Padahal sudah menjadi rahasia umum bahwa dana yang dibutuhkan untuk pelaksaan pilkada sangatlah fantastis. Menurut FITRA (Forum Indonesia untuk Transparansi Anggaran), biaya Pilkada untuk kabupaten/ kota menelan setidaknya Rp 25 milyar dan Pilkada Provinsi sebanyak Rp 100 milyar. Sehingga keseluruhan Pilkada di Indonesia menelan setidaknya Rp 17 triliun. Besarnya biaya Pilkada ini sangat membebani keuangan negara dan menjadi sumber kerugian yang besar bagi ekonomi negara. Sedangkan dana sefantastis itu sebetulnya sedang sangat dibutuhkan rakyat untuk dialokasikan dalam penanganan kasus COVID-19, maupun untuk memperbaiki ekonomi masyarkat yang terdampak. (www.detiknews.com, 21/10/2020)

Mahalnya pesta demokrasi bukan hanya dirasakan pemerintah selaku penyelenggara, melainkan para bakal calon kepala daerah pun harus merogoh kantong lebih dalam. Ketua KPK, Firli Bahuri mengungkapkan salah satu persoalan dalam pilkada adalah tingginya biaya politik yang harus disiapkan oleh para calon kepala daerah.  Berdasarkan penelitian KPK, dana yang harus disiapkan untuk mancalonkan diri sebagai kepala daerah adalah sebesar Rp 5-10 miliar. Bahkan jika ingin dipastikan menang dalam pilkada, dana yang harus disiapkan sekitar Rp 65 miliar, (news.detik.com 21/10/2020).

Dalam negara pengusung demokrasi, menjadi hal yang wajar jika para calon mengeluarkan dana yang fantastis guna mengikuti pemililihan umum. Alasan bagi tingginya biaya pesta demokrasi, yang pertama adalah kondisi dimana setiap calon yang ingin maju pada perhelatan pemilu dan bebas hambatan harus mendapat dukungan dari partai politik. Cara paling mujarab untuk mendapat dukungan parpol tidak lain adalah dengan memberikan “mahar politik” yang nilai nominalnya bisa sangat beragam. Partai politik pilihan para calon inilah yang nantinya akan menjadi “kendaraan” maju dalam pencalonan, dan "membantu" para calon pejabat mendapatkan jatah kursi di pemerintahan.
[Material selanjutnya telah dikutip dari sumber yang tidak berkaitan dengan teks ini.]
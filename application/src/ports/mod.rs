//! Port definitions (interfaces for external adapters)
//!
//! Ports define the contracts that infrastructure adapters must implement.

pub mod capacity_source;
pub mod host_hooks;
pub mod settings_source;
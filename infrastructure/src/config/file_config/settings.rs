//! Host settings location (`[settings]` section)

use capacity_domain::PLUGIN_ID;
use serde::{Deserialize, Serialize};
use std::path::PathBuf;

/// Where the host keeps the plugin settings file.
#[derive(Debug, Clone, PartialEq, Eq, Serialize, Deserialize)]
#[serde(default)]
pub struct FileSettingsConfig {
    /// Host config directory holding `<plugin_id>.cfg`
    pub config_dir: PathBuf,
    /// Identifier the settings file is named after
    pub plugin_id: String,
}

impl Default for FileSettingsConfig {
    fn default() -> Self {
        Self {
            config_dir: PathBuf::from("BepInEx").join("config"),
            plugin_id: PLUGIN_ID.to_string(),
        }
    }
}

#[cfg(test)]
mod tests {
    use super::*;

    #[test]
    fn test_settings_deserialize() {
        let toml_str = r#"
[settings]
config_dir = "/srv/game/BepInEx/config"
"#;
        let config: super::super::FileConfig = toml::from_str(toml_str).unwrap();
        assert_eq!(
            config.settings.config_dir,
            PathBuf::from("/srv/game/BepInEx/config")
        );
        assert_eq!(config.settings.plugin_id, "capacity.override");
    }
}
//! Capacity value objects
//!
//! The operator configures how many non-privileged participants a session
//! admits ([`ResolvedCapacity`]). The host is always handed that number plus
//! the reserved slots ([`EffectiveCapacity`]).

mod value_objects;

pub use value_objects::{DEFAULT_CAPACITY, EffectiveCapacity, RESERVED_SLOTS, ResolvedCapacity};
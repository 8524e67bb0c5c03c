//! Use cases (application services)

pub mod override_capacity;
pub mod resolve_capacity;
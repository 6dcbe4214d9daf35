//! Notification endpoints.
//!
//! Polled by clients on the notification interval. Listing marks the
//! backlog read by default; the response still carries each row's
//! pre-flip read flag so new entries can be highlighted once.

use axum::{Json, Router, extract::State, routing::post};
use serde::{Deserialize, Serialize};
use worklink_common::AppResult;
use worklink_db::entities::notification::{Model as NotificationModel, NotificationType};

use crate::{extractors::AuthUser, middleware::AppState, response::ApiResponse};

/// List notifications request.
#[derive(Debug, Deserialize)]
#[serde(rename_all = "camelCase")]
pub struct ListNotificationsRequest {
    /// Maximum results (default: 20, max: 100)
    #[serde(default = "default_limit")]
    pub limit: u64,
    /// Cursor for pagination (before this ID)
    pub until_id: Option<String>,
    /// Whether opening the list marks the backlog read (default: true).
    #[serde(default = "default_true")]
    pub mark_read: bool,
}

const fn default_limit() -> u64 {
    20
}

const fn default_true() -> bool {
    true
}

/// Notification response.
#[derive(Serialize)]
#[serde(rename_all = "camelCase")]
pub struct NotificationResponse {
    pub id: String,
    pub created_at: String,
    pub is_read: bool,
    #[serde(rename = "type")]
    pub notification_type: NotificationType,
    pub title: String,
    pub body: String,
    #[serde(skip_serializing_if = "Option::is_none")]
    pub action_url: Option<String>,
}

impl From<NotificationModel> for NotificationResponse {
    fn from(n: NotificationModel) -> Self {
        Self {
            id: n.id,
            created_at: n.created_at.to_rfc3339(),
            is_read: n.is_read,
            notification_type: n.notification_type,
            title: n.title,
            body: n.body,
            action_url: n.action_url,
        }
    }
}

/// Get notifications for the authenticated user.
async fn list_notifications(
    AuthUser(user): AuthUser,
    State(state): State<AppState>,
    Json(req): Json<ListNotificationsRequest>,
) -> AppResult<ApiResponse<Vec<NotificationResponse>>> {
    let limit = req.limit.min(100);

    let notifications = if req.mark_read {
        state
            .notification_service
            .list_and_mark_read(&user.id, limit, req.until_id.as_deref())
            .await?
    } else {
        state
            .notification_service
            .list(&user.id, limit, req.until_id.as_deref())
            .await?
    };

    Ok(ApiResponse::ok(
        notifications.into_iter().map(Into::into).collect(),
    ))
}

/// Mark notification as read request.
#[derive(Debug, Deserialize)]
#[serde(rename_all = "camelCase")]
pub struct MarkAsReadRequest {
    pub notification_id: String,
}

/// Mark a notification as read. A repeat call is a no-op.
async fn mark_as_read(
    AuthUser(user): AuthUser,
    State(state): State<AppState>,
    Json(req): Json<MarkAsReadRequest>,
) -> AppResult<ApiResponse<()>> {
    state
        .notification_service
        .mark_read(&user.id, &req.notification_id)
        .await?;
    Ok(ApiResponse::ok(()))
}

/// Count response for bulk operations.
#[derive(Serialize)]
#[serde(rename_all = "camelCase")]
pub struct CountResponse {
    pub count: u64,
}

/// Mark all notifications as read.
async fn mark_all_as_read(
    AuthUser(user): AuthUser,
    State(state): State<AppState>,
) -> AppResult<ApiResponse<CountResponse>> {
    let count = state.notification_service.mark_all_read(&user.id).await?;
    Ok(ApiResponse::ok(CountResponse { count }))
}

/// Get unread notification count.
async fn unread_count(
    AuthUser(user): AuthUser,
    State(state): State<AppState>,
) -> AppResult<ApiResponse<CountResponse>> {
    let count = state.notification_service.count_unread(&user.id).await?;
    Ok(ApiResponse::ok(CountResponse { count }))
}

/// Delete all of the caller's notifications.
async fn clear_all(
    AuthUser(user): AuthUser,
    State(state): State<AppState>,
) -> AppResult<ApiResponse<CountResponse>> {
    let count = state.notification_service.clear_all(&user.id).await?;
    Ok(ApiResponse::ok(CountResponse { count }))
}

pub fn router() -> Router<AppState> {
    Router::new()
        .route("/list", post(list_notifications))
        .route("/mark-read", post(mark_as_read))
        .route("/mark-all-read", post(mark_all_as_read))
        .route("/unread-count", post(unread_count))
        .route("/clear-all", post(clear_all))
}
Belum lagi biaya pembuatan atribut kampanye, biaya iklan di media cetak dan elektronik hingga pendanaan bagi tim suksesnya. Bahkan yang tak kalah fenomenalnya adalah keberadaan “politik uang” seperti 'serangan fajar', 'nasi bungkus' ataupun bentuk 'sumbangan' lainnya yang didistribusikan para bakal calon kepada warga agar ia terpilih. Sedangkan pengeluaran lainnya selama pemilu adalah pembiayaan para  saksi di tiap TPS yang menjadi tujuan pada saat pencoblosan dan penghitungan suara berlangsung.

Dari sini kita dapat melihat bahwa untuk sekedar mencalonkan diri sebagai kepala daerah saja, tiap calon harus merogoh kocek sangat dalam. Maka tak heran jika kemudian para calon kepala daerah mengupayakan berbagai cara untuk mendapatkan modal demi bisa maju ke dalam pilkada. Misalnya dengan menjalin kerjasama dengan pihak ketiga dengan syarat-syarat tertentu yang terang saja membuat para pejabat harus 'membalas budi' kepada para penyuntik dana. Bahkan kondisi semacam ini berimbas pada maraknya tindak pidana korupsi saat para calon berhasil menjabat.

Keterkaitan antara mahalnya biaya demokrasi dengan maraknya jumlah kasus korupsi nyatanya bukanlah isapan jempol belaka. Menurut data Kementrian Dalam Negeri sebesar 330 (86,22%) kepala daerah hasil dari pemilihan demokratis tersangkut perkara korupsi. Dalam sistem demokrasi, tindak pidana korupsi kemudian menjadi hal yang wajar guna menutupi besarnya biaya kampanye. 

Berbeda halnya dengan Islam, pengadaan pemilu di dalam sistem Islam dilaksanakan dengan biaya sangat murah.  Adapun pemimpin daerah/ wilayah ditunjuk langsung oleh Khalifah dengan syarat-syarat sama halnya syarat pemimpin, yaitu: harus laki-laki, merdeka, muslim, berakal, dan termasuk orang yang memiliki kemampuan. Selain itu, wali tidak dihentikan atau dimutasi, selama tidak ada aduan dari rakyat dan atau memiliki udzur dalam menjalankan tugasnya. Sehingga biaya penyelenggaraan negara bisa dikatakan minim. Sangat jauh berbeda dari sistem yang ada di negeri ini. Wallahu a;lam bi ash showab.